Day 278: Power in Weakness

Nehemiah 10:1-39 All the people ratified the covenant and committed themselves anew to keeping the Law. They also promised not to allow intermarriage with non-Jews and to provide material support for the priests. It is incumbent upon the faithful to provide material support for the ministers of the Church. (CCC 2122)

Esther 15:1-16 [Greek] Esther completed her days of mourning, re-adorned herself as queen, and went to the king. Ahasuerus offered her his golden scepter, which was a sign of the king’s favor. Esther appeared more vulnerable and had fainting spells before the king. Initially in a foul mood, Ahasuerus’s disposition, through divine intervention, quickly changed to one of compassion. In this version as well, it was reported that Ahasuerus offered Esther the scepter. This passage is an expansion of the Hebrew text (5:1-2): On the third day Esther put on her royal robes and stood in the inner court of the king’s palace, opposite the king’s hall. The king was sitting on his royal throne inside the palace opposite the entrance to the palace; and when the king saw Queen Esther standing in the court, she found favor in his sight and he held out to Esther the golden scepter that was in his hand. Then Esther approached and touched the top of the scepter. 

Ch 5:3-14 Esther invited the king and Haman to a dinner party, which pleased Haman. Haman and his wife devised a plot to have Mordecai killed.

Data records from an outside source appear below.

//! Module `scanner` implements a one‑pass, streaming lexer for the Lox language.
//!
//! It transforms source text into a sequence of [`Token`]s, skipping whitespace
//! and comments, and emitting exactly one `EOF` token at the end. Designed as a
//! `FusedIterator`, it can be chained safely with other iterator adapters.
//!
//! # Public API
//!
//! - `Scanner::new(src: &'a str) -> Scanner<'a>`
//!   Create a new lexer over the input text.
//!
//! - `impl Iterator for Scanner<'a>`
//!   Yields `Result<Token, LoxError>` on each `.next()`.  A lexical error does
//!   **not** stop the scan: the following call resumes right after the
//!   offending character so later errors in the same source are still found.
//!
//! - `tokenize(src) -> (Vec<Token>, Vec<LoxError>)`
//!   Drain a scanner, splitting tokens from errors.
//!
//! # Token Recognition (`scan_token`)
//!
//! - Single‑character tokens: `(`, `)`, `{`, `}`, `,`, `.`, `-`, `+`, `;`, `*`.
//! - Two‑character operators: `!=`, `==`, `<=`, `>=` (checked before the
//!   one‑character fallback).
//! - String literals: `"` … `"`, allowing multi‑line and reporting unterminated
//!   errors.
//! - Numeric literals: integer and optional fractional part; a trailing `.` is
//!   only part of the number when a digit follows it.
//! - Identifiers/keywords: alphanumeric/_ sequences, resolved via a
//!   perfect‑hash `KEYWORDS` map.
//!
//! # Example
//!
//! ```rust
//! use rox::scanner::Scanner;
//!
//! let mut scanner = Scanner::new("print 123; // example");
//! for result in &mut scanner {
//!     match result {
//!         Ok(token) => println!("{}", token),
//!         Err(err) => eprintln!("{}", err),
//!     }
//! }
//! ```

use crate::error::{LoxError, Result};
use crate::token::{Token, TokenType};
use log::{debug, info};
use memchr::memchr;
use phf::phf_map;
use std::iter::FusedIterator;

// ─────────────────────────────────────────────────────────────────────────────
// Static keyword map (compile‑time perfect hash)
// ─────────────────────────────────────────────────────────────────────────────

static KEYWORDS: phf::Map<&'static [u8], TokenType> = phf_map! {
    b"and"      => TokenType::AND,
    b"break"    => TokenType::BREAK,
    b"class"    => TokenType::CLASS,
    b"continue" => TokenType::CONTINUE,
    b"else"     => TokenType::ELSE,
    b"false"    => TokenType::FALSE,
    b"fun"      => TokenType::FUN,
    b"for"      => TokenType::FOR,
    b"if"       => TokenType::IF,
    b"nil"      => TokenType::NIL,
    b"or"       => TokenType::OR,
    b"print"    => TokenType::PRINT,
    b"return"   => TokenType::RETURN,
    b"static"   => TokenType::STATIC,
    b"super"    => TokenType::SUPER,
    b"this"     => TokenType::THIS,
    b"true"     => TokenType::TRUE,
    b"var"      => TokenType::VAR,
    b"while"    => TokenType::WHILE,
};

/// A single pass **scanner / lexer** that converts source text into a
/// sequence of [`Token`]s.
pub struct Scanner<'a> {
    text: &'a str,              // entire source, for lexeme slicing
    src: &'a [u8],              // same source viewed as bytes
    start: usize,               // index of the *first* byte of the current lexeme
    curr: usize,                // index *one past* the last byte examined
    line: usize,                // 1‑based line counter (\n increments)
    pending: Option<TokenType>, // recognised token kind waiting to be emitted
}

impl<'a> Scanner<'a> {
    /// Create a new lexer over `text`.
    #[inline]
    pub fn new(text: &'a str) -> Self {
        info!("Scanner created over {} bytes", text.len());

        Self {
            text,
            src: text.as_bytes(),
            start: 0,
            curr: 0,
            line: 1,
            pending: None,
        }
    }

    // ───────────────────────────── primitive helpers ────────────────────────

    /// Return the length of the input slice.
    #[inline(always)]
    const fn len(&self) -> usize {
        self.src.len()
    }

    /// Are we at (or past) the end of input?
    #[inline(always)]
    fn is_at_end(&self) -> bool {
        self.curr >= self.len()
    }

    /// Advance one byte and return it.  *Panics* if called at EOF – higher‑level
    /// code always guards with [`is_at_end`].
    #[inline(always)]
    fn advance(&mut self) -> u8 {
        let b = self.src[self.curr];
        self.curr += 1;
        b
    }

    /// Peek at the current byte without consuming it.  Returns `0` if past EOF
    /// to avoid branching at call‑site.
    #[inline(always)]
    fn peek(&self) -> u8 {
        if self.is_at_end() {
            0
        } else {
            self.src[self.curr]
        }
    }

    /// Peek one byte beyond [`peek`].  Safe at EOF.
    #[inline(always)]
    fn peek_next(&self) -> u8 {
        if self.curr + 1 >= self.len() {
            0
        } else {
            self.src[self.curr + 1]
        }
    }

    /// Conditionally consume a byte **iff** it matches `expected`.
    #[inline(always)]
    fn match_byte(&mut self, expected: u8) -> bool {
        if !self.is_at_end() && self.peek() == expected {
            self.advance();
            true
        } else {
            false
        }
    }

    /// Pick the two‑character form when the next byte is `=`.
    #[inline(always)]
    fn either(&mut self, double: TokenType, single: TokenType) -> TokenType {
        if self.match_byte(b'=') {
            double
        } else {
            single
        }
    }

    // ───────────────────────────── core lexing ─────────────────────────────

    /// Scan a *single* token starting at `self.curr`.  If the lexeme produces an
    /// actual token the kind is stored in `self.pending`.  Whitespace and
    /// comments are skipped by returning `Ok(())` with `pending = None`.
    fn scan_token(&mut self) -> Result<()> {
        let b = self.advance();

        match b {
            // ── single‑character punctuators ──────────────────────────────
            b'(' => self.pending = Some(TokenType::LEFT_PAREN),
            b')' => self.pending = Some(TokenType::RIGHT_PAREN),
            b'{' => self.pending = Some(TokenType::LEFT_BRACE),
            b'}' => self.pending = Some(TokenType::RIGHT_BRACE),
            b',' => self.pending = Some(TokenType::COMMA),
            b'.' => self.pending = Some(TokenType::DOT),
            b'-' => self.pending = Some(TokenType::MINUS),
            b'+' => self.pending = Some(TokenType::PLUS),
            b';' => self.pending = Some(TokenType::SEMICOLON),
            b'*' => self.pending = Some(TokenType::STAR),

            // ── two‑character operators (!=, ==, <=, >=) ─────────────────
            b'!' => self.pending = Some(self.either(TokenType::BANG_EQUAL, TokenType::BANG)),
            b'=' => self.pending = Some(self.either(TokenType::EQUAL_EQUAL, TokenType::EQUAL)),
            b'<' => self.pending = Some(self.either(TokenType::LESS_EQUAL, TokenType::LESS)),
            b'>' => {
                self.pending = Some(self.either(TokenType::GREATER_EQUAL, TokenType::GREATER))
            }

            // ── whitespace / newline ─────────────────────────────────────
            b' ' | b'\r' | b'\t' => {
                return Ok(());
            }

            b'\n' => {
                self.line += 1;

                return Ok(());
            }

            // ── comments (// … until newline) ────────────────────────────
            b'/' => {
                if self.match_byte(b'/') {
                    // The newline itself is left for the main loop so the
                    // line counter stays accurate.
                    if let Some(pos) = memchr(b'\n', &self.src[self.curr..]) {
                        self.curr += pos;
                    } else {
                        self.curr = self.len();
                    }

                    return Ok(());
                }

                self.pending = Some(TokenType::SLASH);
            }

            // ── string literal " … " ─────────────────────────────────––
            b'"' => {
                return self.parse_string();
            }

            // ── number literal (digit‑leading) ───────────────────────────
            b'0'..=b'9' => {
                self.parse_number();
            }

            // ── identifiers / keywords (alpha or underscore‑leading) ─────
            b'a'..=b'z' | b'A'..=b'Z' | b'_' => {
                self.parse_identifier();
            }

            // ── unexpected character ─────────────────────────────────────
            _ => {
                // Swallow the whole UTF‑8 sequence so scanning resumes on a
                // character boundary.
                let ch: char = self.text[self.start..].chars().next().unwrap_or('\u{FFFD}');
                self.curr = self.start + ch.len_utf8();

                debug!("Unexpected character {:?} on line {}", ch, self.line);

                return Err(LoxError::lex(self.line, "Unexpected characters."));
            }
        }

        Ok(())
    }

    /// Parse a double‑quoted string literal.
    ///
    /// * `self.start` still points to the opening `"`.
    /// * When we return, `self.curr` points **past** the closing `"`.
    fn parse_string(&mut self) -> Result<()> {
        while !self.is_at_end() && self.peek() != b'"' {
            if self.advance() == b'\n' {
                self.line += 1;
            }
        }

        if self.is_at_end() {
            return Err(LoxError::lex(self.line, "Unterminated string."));
        }

        self.advance(); // consume closing quote

        let s: &str = &self.text[self.start + 1..self.curr - 1];

        self.pending = Some(TokenType::STRING(s.to_owned()));

        Ok(())
    }

    /// Parse a numeric literal (`123`, `3.14`).  Fractions are optional.
    fn parse_number(&mut self) {
        while self.peek().is_ascii_digit() {
            self.advance();
        }

        if self.peek() == b'.' && self.peek_next().is_ascii_digit() {
            self.advance(); // consume "."

            while self.peek().is_ascii_digit() {
                self.advance();
            }
        }

        let s: &str = &self.text[self.start..self.curr];
        let n: f64 = s.parse::<f64>().unwrap_or(0.0); // digits only, cannot fail
        self.pending = Some(TokenType::NUMBER(n));
    }

    /// Parse an identifier and decide if it is a **keyword** or a generic
    /// `IDENTIFIER` token.
    fn parse_identifier(&mut self) {
        while {
            let c: u8 = self.peek();
            c.is_ascii_alphanumeric() || c == b'_'
        } {
            self.advance();
        }

        let slice: &[u8] = &self.src[self.start..self.curr];

        let tt: TokenType = KEYWORDS
            .get(slice)
            .cloned()
            .unwrap_or(TokenType::IDENTIFIER);

        self.pending = Some(tt);
    }
}

// ───────────────────────── Iterator implementation ─────────────────────────

impl<'a> Iterator for Scanner<'a> {
    type Item = Result<Token>;

    fn next(&mut self) -> Option<Self::Item> {
        while self.curr <= self.len() {
            // EOF guard – emit exactly one EOF then terminate.
            if self.curr == self.len() {
                self.curr += 1;
                return Some(Ok(Token::new(TokenType::EOF, "", self.line)));
            }

            self.start = self.curr;
            self.pending = None;

            if let Err(e) = self.scan_token() {
                return Some(Err(e));
            }

            if let Some(tt) = self.pending.take() {
                let lex: &str = &self.text[self.start..self.curr];

                return Some(Ok(Token::new(tt, lex, self.line)));
            }
            // Otherwise it was whitespace / comment → continue loop.
        }

        None
    }
}

impl<'a> FusedIterator for Scanner<'a> {}

/// Scan all of `source`, returning every token (always ending in `EOF`)
/// alongside every lexical error encountered.
pub fn tokenize(source: &str) -> (Vec<Token>, Vec<LoxError>) {
    let mut tokens: Vec<Token> = Vec::new();
    let mut errors: Vec<LoxError> = Vec::new();

    for item in Scanner::new(source) {
        match item {
            Ok(token) => tokens.push(token),
            Err(e) => errors.push(e),
        }
    }

    info!(
        "Tokenized {} token(s) with {} error(s)",
        tokens.len(),
        errors.len()
    );

    (tokens, errors)
}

Ch 6:1-14 Reminded of Mordecai’s exposure of the plot against him, Ahasuerus decided that Mordecai had not been properly honored for his deed. When Haman appeared and suggested that the king honor his most favored member of the court, thinking of himself, he was appalled and humiliated to have to carry out the pop and ceremony in honor of Mordecai. Haman’s own wife and advisors warned him that he would not prevail over Mordecai. This advice implies a tacit recognition of the power of the God of Israel. 

Ch 7:1-19 Esther’s dinner party went just as she had planned: She petitioned the king to spare the Jews and exposed the insidious cruelty of Haman. In a bit of irony, Haman was hanged on the very gallows he had built for Mordecai’s execution.

Proverbs 21:13 We see this proverb at play in Christ’s parable of Lazarus, the beggar spurned by the rich man, who was comforted in the afterlife while the wealthy man suffered eternal torment (cf. Lk 16:19-31). (CCC 1021, 2463)

(*The Didache Bible RSV-CE Ignatius Edition, 2006)

Prayer by Fr. Mike: “Father in Heaven we give you praise and glory. Thank you so much. Father, just we ask that you please, in the name of your Son Jesus Christ this day, receive our thanks. Receive our praise. Receive the glory and honor that is yours. Thank you for bringing us once again to a new day. And thank you for your Word. Thank you for speaking to us and thank you for calling us to renew our relationship with you, to renew the Covenant that you established in the blood of your Son, Jesus Christ. In His name, we pray. Amen.”